## GOAL OF THE EXERCISE
What is needed here is every line of the records that includes "only".

##### SOURCE MATERIAL

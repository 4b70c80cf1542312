//! # Playlist Repository
//!
//! Database operations for playlists and their ordered link rows.
//!
//! ## Storage Layout
//! ```text
//! ┌─────────────────────────────────────────────────────────────────────────┐
//! │  playlists                    playlist_songs                            │
//! │  ┌──────┬────────────┐        ┌─────────────┬──────────┬─────────┐      │
//! │  │ id   │ name       │        │ playlist_id │ position │ song_id │      │
//! │  ├──────┼────────────┤        ├─────────────┼──────────┼─────────┤      │
//! │  │ p1   │ Late night │ ◄───── │ p1          │ 0        │ s7      │      │
//! │  └──────┴────────────┘        │ p1          │ 1        │ s2      │      │
//! │                               │ p1          │ 3        │ s7      │      │
//! │                               └─────────────┴──────────┴─────────┘      │
//! │  Positions only order the rows; gaps are fine.                          │
//! └─────────────────────────────────────────────────────────────────────────┘
//! ```

use async_trait::async_trait;
use sqlx::{FromRow, SqliteConnection};
use tracing::{debug, info};

use crate::backend::SqliteBackend;
use crate::error::DbResult;
use crate::repository::group_children;
use crate::store::Store;
use crate::transaction::{Decision, TransactionRunner};
use crate::LibraryPool;
use melodia_core::Playlist;

#[derive(Debug, FromRow)]
struct PlaylistRow {
    id: String,
    name: String,
    description: Option<String>,
}

impl PlaylistRow {
    fn into_playlist(self, song_ids: Vec<String>) -> Playlist {
        Playlist {
            id: self.id,
            name: self.name,
            description: self.description,
            song_ids,
        }
    }
}

/// Repository for playlist database operations.
#[derive(Debug, Clone)]
pub struct PlaylistRepository {
    pool: LibraryPool,
    runner: TransactionRunner<SqliteBackend>,
}

impl PlaylistRepository {
    /// Creates a new PlaylistRepository.
    pub fn new(pool: LibraryPool) -> Self {
        PlaylistRepository {
            runner: TransactionRunner::new(pool.clone()),
            pool,
        }
    }

    /// Gets a playlist by id on a held connection, songs in play order.
    pub async fn select_on(conn: &mut SqliteConnection, id: &str) -> DbResult<Option<Playlist>> {
        let row: Option<PlaylistRow> =
            sqlx::query_as("SELECT id, name, description FROM playlists WHERE id = ?1")
                .bind(id)
                .fetch_optional(&mut *conn)
                .await?;

        let Some(row) = row else {
            return Ok(None);
        };

        let song_ids: Vec<String> = sqlx::query_scalar(
            "SELECT song_id FROM playlist_songs WHERE playlist_id = ?1 ORDER BY position",
        )
        .bind(id)
        .fetch_all(&mut *conn)
        .await?;

        Ok(Some(row.into_playlist(song_ids)))
    }

    /// Appends a song to the end of a playlist.
    ///
    /// ## Returns
    /// The position the song was stored at.
    pub async fn add_song_on(
        conn: &mut SqliteConnection,
        playlist_id: &str,
        song_id: &str,
    ) -> DbResult<i64> {
        let position: i64 = sqlx::query_scalar(
            "SELECT COALESCE(MAX(position) + 1, 0) FROM playlist_songs WHERE playlist_id = ?1",
        )
        .bind(playlist_id)
        .fetch_one(&mut *conn)
        .await?;

        sqlx::query("INSERT INTO playlist_songs (playlist_id, position, song_id) VALUES (?1, ?2, ?3)")
            .bind(playlist_id)
            .bind(position)
            .bind(song_id)
            .execute(&mut *conn)
            .await?;

        Ok(position)
    }

    /// Deletes every link whose song no longer exists.
    ///
    /// A link with no target cannot be repaired, only removed.
    ///
    /// ## Returns
    /// Number of links deleted. Zero on a second run.
    pub async fn delete_dangling_playlist_links(conn: &mut SqliteConnection) -> DbResult<u64> {
        let removed = sqlx::query(
            r#"
            DELETE FROM playlist_songs
            WHERE NOT EXISTS (SELECT 1 FROM songs s WHERE s.id = playlist_songs.song_id)
            "#,
        )
        .execute(&mut *conn)
        .await?
        .rows_affected();

        if removed > 0 {
            info!(removed, "Deleted dangling playlist links");
        }
        Ok(removed)
    }

    /// Appends a song to a playlist.
    ///
    /// ## Returns
    /// * `Err(DbError::ForeignKeyViolation)` - playlist or song does not exist
    pub async fn add_song(&self, playlist_id: &str, song_id: &str) -> DbResult<i64> {
        debug!(playlist_id, song_id, "Adding song to playlist");

        let playlist_id = playlist_id.to_string();
        let song_id = song_id.to_string();
        let decision = self
            .runner
            .run(move |session| {
                Box::pin(async move {
                    let position =
                        Self::add_song_on(session.connection(), &playlist_id, &song_id).await?;
                    Ok(Decision::Commit(position))
                })
            })
            .await?;

        Ok(decision.into_inner())
    }

    /// Removes the first occurrence of a song from a playlist.
    ///
    /// ## Returns
    /// `Ok(false)` if the song was not on the playlist.
    pub async fn remove_song(&self, playlist_id: &str, song_id: &str) -> DbResult<bool> {
        debug!(playlist_id, song_id, "Removing song from playlist");

        let playlist_id = playlist_id.to_string();
        let song_id = song_id.to_string();
        self.pool
            .with_connection(move |session| {
                Box::pin(async move {
                    let result = sqlx::query(
                        r#"
                        DELETE FROM playlist_songs
                        WHERE playlist_id = ?1
                        AND position = (
                            SELECT MIN(position) FROM playlist_songs
                            WHERE playlist_id = ?1 AND song_id = ?2
                        )
                        "#,
                    )
                    .bind(&playlist_id)
                    .bind(&song_id)
                    .execute(session.connection())
                    .await?;

                    Ok(result.rows_affected() > 0)
                })
            })
            .await
    }
}

/// Writes `song_ids` as the playlist's links, positions 0..n.
async fn insert_links(
    conn: &mut SqliteConnection,
    playlist_id: &str,
    song_ids: &[String],
) -> DbResult<()> {
    for (position, song_id) in song_ids.iter().enumerate() {
        sqlx::query("INSERT INTO playlist_songs (playlist_id, position, song_id) VALUES (?1, ?2, ?3)")
            .bind(playlist_id)
            .bind(position as i64)
            .bind(song_id)
            .execute(&mut *conn)
            .await?;
    }
    Ok(())
}

#[async_trait]
impl Store<Playlist> for PlaylistRepository {
    /// Inserts the playlist and its links in one transaction.
    async fn insert(&self, playlist: &Playlist) -> DbResult<bool> {
        debug!(id = %playlist.id, songs = playlist.song_ids.len(), "Inserting playlist");

        let playlist = playlist.clone();
        let decision = self
            .runner
            .run(move |session| {
                Box::pin(async move {
                    let conn = session.connection();

                    let inserted = sqlx::query(
                        "INSERT INTO playlists (id, name, description) VALUES (?1, ?2, ?3)",
                    )
                    .bind(&playlist.id)
                    .bind(&playlist.name)
                    .bind(&playlist.description)
                    .execute(&mut *conn)
                    .await?
                    .rows_affected()
                        == 1;

                    insert_links(conn, &playlist.id, &playlist.song_ids).await?;
                    Ok(Decision::Commit(inserted))
                })
            })
            .await?;

        Ok(decision.into_inner())
    }

    async fn select_by_id(&self, id: &str) -> DbResult<Option<Playlist>> {
        let id = id.to_string();
        self.pool
            .with_connection(move |session| {
                Box::pin(async move { Self::select_on(session.connection(), &id).await })
            })
            .await
    }

    async fn select_all(&self) -> DbResult<Vec<Playlist>> {
        self.pool
            .with_connection(|session| {
                Box::pin(async move {
                    let conn = session.connection();

                    let rows: Vec<PlaylistRow> =
                        sqlx::query_as("SELECT id, name, description FROM playlists ORDER BY id")
                            .fetch_all(&mut *conn)
                            .await?;

                    let pairs: Vec<(String, String)> = sqlx::query_as(
                        "SELECT playlist_id, song_id FROM playlist_songs ORDER BY playlist_id, position",
                    )
                    .fetch_all(&mut *conn)
                    .await?;
                    let mut links = group_children(pairs);

                    Ok(rows
                        .into_iter()
                        .map(|row| {
                            let song_ids = links.remove(&row.id).unwrap_or_default();
                            row.into_playlist(song_ids)
                        })
                        .collect())
                })
            })
            .await
    }

    /// Overwrites name, description and the full song list.
    async fn update(&self, playlist: &Playlist) -> DbResult<bool> {
        let playlist = playlist.clone();
        let decision = self
            .runner
            .run(move |session| {
                Box::pin(async move {
                    let conn = session.connection();

                    let updated =
                        sqlx::query("UPDATE playlists SET name = ?2, description = ?3 WHERE id = ?1")
                            .bind(&playlist.id)
                            .bind(&playlist.name)
                            .bind(&playlist.description)
                            .execute(&mut *conn)
                            .await?
                            .rows_affected()
                            > 0;

                    if !updated {
                        return Ok(Decision::Rollback(false));
                    }

                    sqlx::query("DELETE FROM playlist_songs WHERE playlist_id = ?1")
                        .bind(&playlist.id)
                        .execute(&mut *conn)
                        .await?;
                    insert_links(conn, &playlist.id, &playlist.song_ids).await?;

                    Ok(Decision::Commit(true))
                })
            })
            .await?;

        Ok(decision.into_inner())
    }

    async fn delete(&self, id: &str) -> DbResult<bool> {
        debug!(id = %id, "Deleting playlist");

        let id = id.to_string();
        let decision = self
            .runner
            .run(move |session| {
                Box::pin(async move {
                    let conn = session.connection();

                    sqlx::query("DELETE FROM playlist_songs WHERE playlist_id = ?1")
                        .bind(&id)
                        .execute(&mut *conn)
                        .await?;

                    let deleted = sqlx::query("DELETE FROM playlists WHERE id = ?1")
                        .bind(&id)
                        .execute(&mut *conn)
                        .await?
                        .rows_affected()
                        > 0;

                    Ok(if deleted {
                        Decision::Commit(true)
                    } else {
                        Decision::Rollback(false)
                    })
                })
            })
            .await?;

        Ok(decision.into_inner())
    }
}

#[cfg(test)]
mod tests {
    use super::*;
    use crate::error::DbError;
    use crate::repository::fixtures;

    async fn seeded() -> (LibraryPool, PlaylistRepository) {
        let pool = fixtures::pool().await;
        fixtures::exec_unchecked(
            &pool,
            "INSERT INTO songs (id, title) VALUES ('s1', 'Roads'), ('s2', 'Glory Box'), ('s3', 'Wandering Star')",
        )
        .await;
        let repo = PlaylistRepository::new(pool.clone());
        (pool, repo)
    }

    #[tokio::test]
    async fn test_insert_keeps_order_and_repeats() {
        let (_pool, repo) = seeded().await;

        let playlist = Playlist::with_id("p1", "Trip hop").songs(["s2", "s1", "s2"]);
        assert!(repo.insert(&playlist).await.unwrap());

        let found = repo.select_by_id("p1").await.unwrap().unwrap();
        assert_eq!(found.song_ids, vec!["s2", "s1", "s2"]);
    }

    #[tokio::test]
    async fn test_insert_with_unknown_song_leaves_nothing() {
        let (_pool, repo) = seeded().await;

        let playlist = Playlist::with_id("p1", "Broken").songs(["s1", "nope"]);
        let err = repo.insert(&playlist).await.unwrap_err();

        assert!(matches!(err, DbError::ForeignKeyViolation { .. }));
        assert!(repo.select_by_id("p1").await.unwrap().is_none());
    }

    #[tokio::test]
    async fn test_add_and_remove_song() {
        let (_pool, repo) = seeded().await;
        repo.insert(&Playlist::with_id("p1", "Mix").songs(["s1"]))
            .await
            .unwrap();

        assert_eq!(repo.add_song("p1", "s3").await.unwrap(), 1);
        assert_eq!(repo.add_song("p1", "s1").await.unwrap(), 2);
        assert!(repo.remove_song("p1", "s1").await.unwrap());
        assert!(!repo.remove_song("p1", "s2").await.unwrap());

        let found = repo.select_by_id("p1").await.unwrap().unwrap();
        assert_eq!(found.song_ids, vec!["s3", "s1"]);
    }

    #[tokio::test]
    async fn test_update_replaces_links() {
        let (_pool, repo) = seeded().await;
        repo.insert(&Playlist::with_id("p1", "Mix").songs(["s1", "s2"]))
            .await
            .unwrap();

        let updated = Playlist::with_id("p1", "Mix v2")
            .description("reordered")
            .songs(["s3", "s1"]);
        assert!(repo.update(&updated).await.unwrap());
        assert_eq!(repo.select_by_id("p1").await.unwrap(), Some(updated));

        assert!(!repo.update(&Playlist::with_id("p9", "Ghost")).await.unwrap());
    }

    #[tokio::test]
    async fn test_delete_dangling_links_is_idempotent() {
        let (pool, repo) = seeded().await;
        repo.insert(&Playlist::with_id("p1", "Mix").songs(["s1", "s2"]))
            .await
            .unwrap();
        fixtures::exec_unchecked(&pool, "DELETE FROM songs WHERE id = 's2'").await;

        for expected in [1, 0] {
            let removed = pool
                .with_connection(|s| {
                    Box::pin(PlaylistRepository::delete_dangling_playlist_links(s.connection()))
                })
                .await
                .unwrap();
            assert_eq!(removed, expected);
        }

        let found = repo.select_by_id("p1").await.unwrap().unwrap();
        assert_eq!(found.song_ids, vec!["s1"]);
    }
}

##########

## FINISHED EXERCISE
//! │  Positions only order the rows; gaps are fine.                          │
    /// A link with no target cannot be repaired, only removed.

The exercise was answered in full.